遅くなりましたが、5月に探索した姫路城周辺の陸軍遺構を紹介したいと思います。
姫路城天守
▲姫路城






姫路城は現存している12基の天守の中で最大の規模を誇り、かつ現存している城域も最大規模のものです。
明治維新後、各地の城郭は無用の長物と化し次々に二束三文で払い下げられ、破壊されていきました。
姫路城も一度は瓦や建材の転売目的の金物商・神戸清一郎氏に払い下げられますが、城郭建築は規格外のため建材の転売ができず放置された後、陸軍省に売却され陸軍省の管理下に保存、戦後、姫路市に移管され現在に至ります。
言い換えれば我が国最大規模の城郭が陸軍のおかげで現在まで残されたと言えます。

明治維新後、姫路城周辺には他の大規模城郭同様に徐々に陸軍施設が設置されて行きますが、大東亜戰争末期の昭和20(1945)年7月3日、米軍による姫路大空襲を受け城域南部に位置した歩兵営、師團司令部などは焼失してしまいます。
戦後、焼失を逃れた陸軍施設は市役所、学校、病院等に転用されて行きましたが、次第に建て替えられてしまいます。
現在、姫路城はご存知の通り国宝に指定されており、周辺地域も含め大規模な観光地開発がなされてしまったため殆ど帝國陸軍の遺構は残されていませんが、僅かに残された遺構を順次紹介していきたいと思います。

なお、紹介する遺構は当時の地図を参照に僕が実地探索をして見つけた物ですので、見落とし、間違いがあるかもしれません。御気付きの方はご指摘頂ければ幸いです。

遺構紹介の前に姫路城周辺の陸軍部隊、官衙の変遷を当時の地図を元に簡単に解説したいと思います。

明治12(1869)年頃
姫路市縮圖(明治12)(姫路遺構)
▲『姫路城市縮圖』(明治12年2月23日 福本虎蔵著)

明治7(1874)年7月、大阪鎭臺歩兵第十聯隊が大坂城から移駐することが決定、10月、一個中隊が三之丸(現、三之丸広場)に衛戍し、中堀内の城域全域が練兵場となりました。


明治34(1901)年頃
姫路市及其付近(明治34)(姫路遺構)
▲『姫路市及其付近』(明治34年3月30日 第十師團司令部著)

明治18(1885)年、歩兵第八旅團司令部が内曲輪(現、総社本町)に設置されます。
明治29(1896)年、第十師團司令部が内京口門内、歩兵第三十九聯隊が内曲輪南西に、騎兵第十聯隊、野戰砲兵第十聯隊、輜重兵第十大隊が姫路城北方の野里に衛戍します。
その後、第十師團管下の施設が周辺に設置されていきます。

姫路城周辺(明治34)1(姫路遺構)
▲『姫路市及其付近』を現在の地図に転写(姫路城周辺。
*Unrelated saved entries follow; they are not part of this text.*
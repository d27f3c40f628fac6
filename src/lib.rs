//! # Scout Archetypes
//!
//! Ranks players from a football-management game's exported shortlists by
//! playing-style archetype, weighted by the strength of each player's league.
//!
//! ## Architecture
//!
//! - **models**: Cells, rows, row-sets, signability and report types
//! - **leagues**: Division name fixes and league power ratings
//! - **ingest**: HTML/CSV table parsing into tagged row-sets
//! - **merge**: Concatenation and first-UID-wins deduplication
//! - **coerce**: Minutes filter and field conversion
//! - **calculate**: Archetype registry and percentile scoring
//! - **pipeline**: End-to-end run over input files
//! - **export**: JSON, XLSX and HTML reports
//! - **config**: Configuration loading and validation

pub mod calculate;
pub mod coerce;
pub mod config;
pub mod export;
pub mod ingest;
pub mod leagues;
pub mod merge;
pub mod models;
pub mod pipeline;

pub use models::*;
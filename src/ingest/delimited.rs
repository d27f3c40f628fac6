//! CSV (delimited text) table extraction.

use super::IngestError;

/// Read every record of a CSV document as trimmed strings.
///
/// The first record is returned like any other; header handling happens in
/// the caller. Records may have differing lengths.
pub fn extract_csv_rows(text: &str) -> Result<Vec<Vec<String>>, IngestError> {
    let text = text.trim_start_matches('\u{feff}');
    let mut reader = csv::ReaderBuilder::new()
        .has_headers(false)
        .flexible(true)
        .trim(csv::Trim::All)
        .from_reader(text.as_bytes());

    let mut rows = Vec::new();
    for record in reader.records() {
        let record = record?;
        rows.push(record.iter().map(str::to_string).collect());
    }
    Ok(rows)
}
水色部分は現在埋められた堀)
①歩兵第三十九聯隊
②城南陸軍練兵場
③歩兵第八旅團司令部
④姫路偕行社
⑤姫路聯隊區司令部
⑥馬場
⑦歩兵第十聯隊
⑧第十師團司令部
⑨姫路陸軍兵器支廠 倉庫
⑩姫路衛戍病院
⑪姫路陸軍兵器支廠
⑫射的場
⑬姫路衛戍拘禁所、陸軍懲治隊
⑭火薬庫

この後、⑫射的場は小銃、火薬の改良、強力化により城外西側の高岡に移転し、跡地は「姫山陸軍練兵場」になります。

姫路城周辺(明治34)2(姫路遺構)
▲『姫路市及其付近』を現在の地図に転写(野里方面)
⑮騎兵第十聯隊
⑯野戰砲兵第十聯隊
⑰輜重兵第十大隊
⑱城北陸軍練兵場


昭和15(1940)年頃
姫路市全圖(昭和15)(姫路遺構)
▲『姫路市全圖』(昭和15年4月5日 平田幾次著)

中堀は兵庫県、及び姫路市により大正末から昭和初期にかけて徐々に埋め立てられ、昭和7(1932)年2月、国道2号線として完全に消滅します。
この埋め立てにより姫路偕行社は敷地を大幅に削られたうえ、北側に移転させられます。
同じく中堀付近にあった姫路聯隊區司令部、第八旅團司令部は、これより早い時期に第十師團司令部の敷地に移転していたようです。

姫路配置図
▲『姫路市全圖』を現在の地図に転写(第十師團隷下部隊、管下施設配置)
①歩兵第三十九聯隊
②城南陸軍練兵場
③姫路偕行社
④歩兵第十聯隊跡(西側は市立鷺城中學校になります)
⑤兵庫縣姫路護國神社
⑥姫路憲兵隊
⑦第十師團経理部 被服倉庫
⑧第十師團司令部
⑨歩兵第八旅團司令部
⑩姫路聯隊區司令部
⑪第十師團長官舎
⑫姫路陸軍兵器支廠 倉庫
⑬第十師團 倉庫
⑭姫路陸軍病院
⑮姫路陸軍兵器支廠 西倉庫
⑯姫路陸軍兵器支廠
⑰姫路陸軍病院 姫山分院
⑱姫路陸軍拘禁所
⑲陸軍教化隊
⑳火薬庫
㉑騎兵第十聯隊
㉒野砲兵第十聯隊
㉓輜重兵第十聯隊
㉔城北陸軍練兵場
㉕姫路陸軍墓地
㉖高岡陸軍射撃場

昭和8~9年(姫路遺構)
▲昭和8~9(1933~34)年頃の空撮

姫路城周辺(停戦時)1(姫路遺構)
▲『姫路市全圖』を現在の地図に転写(姫路城周辺)
※施設は上記参照

姫路城周辺(停戦時)2(姫路遺構)
▲『姫路市全圖』を現在の地図に転写(野里方面)
※施設は上記参照

支那事變、大東亜戰争と戦争の長期化とともに、機密防護の見地から地図からは軍関係の名称が消されてしまうため、以降の変遷は不明です。
しかし、終戦直後の空撮を見ると、大きな施設移転は無いようです。

姫路城221018(姫路遺構)
▲昭和22(1947)年10月18日(姫路城周辺。師團司令部、歩兵営、陸軍病院他)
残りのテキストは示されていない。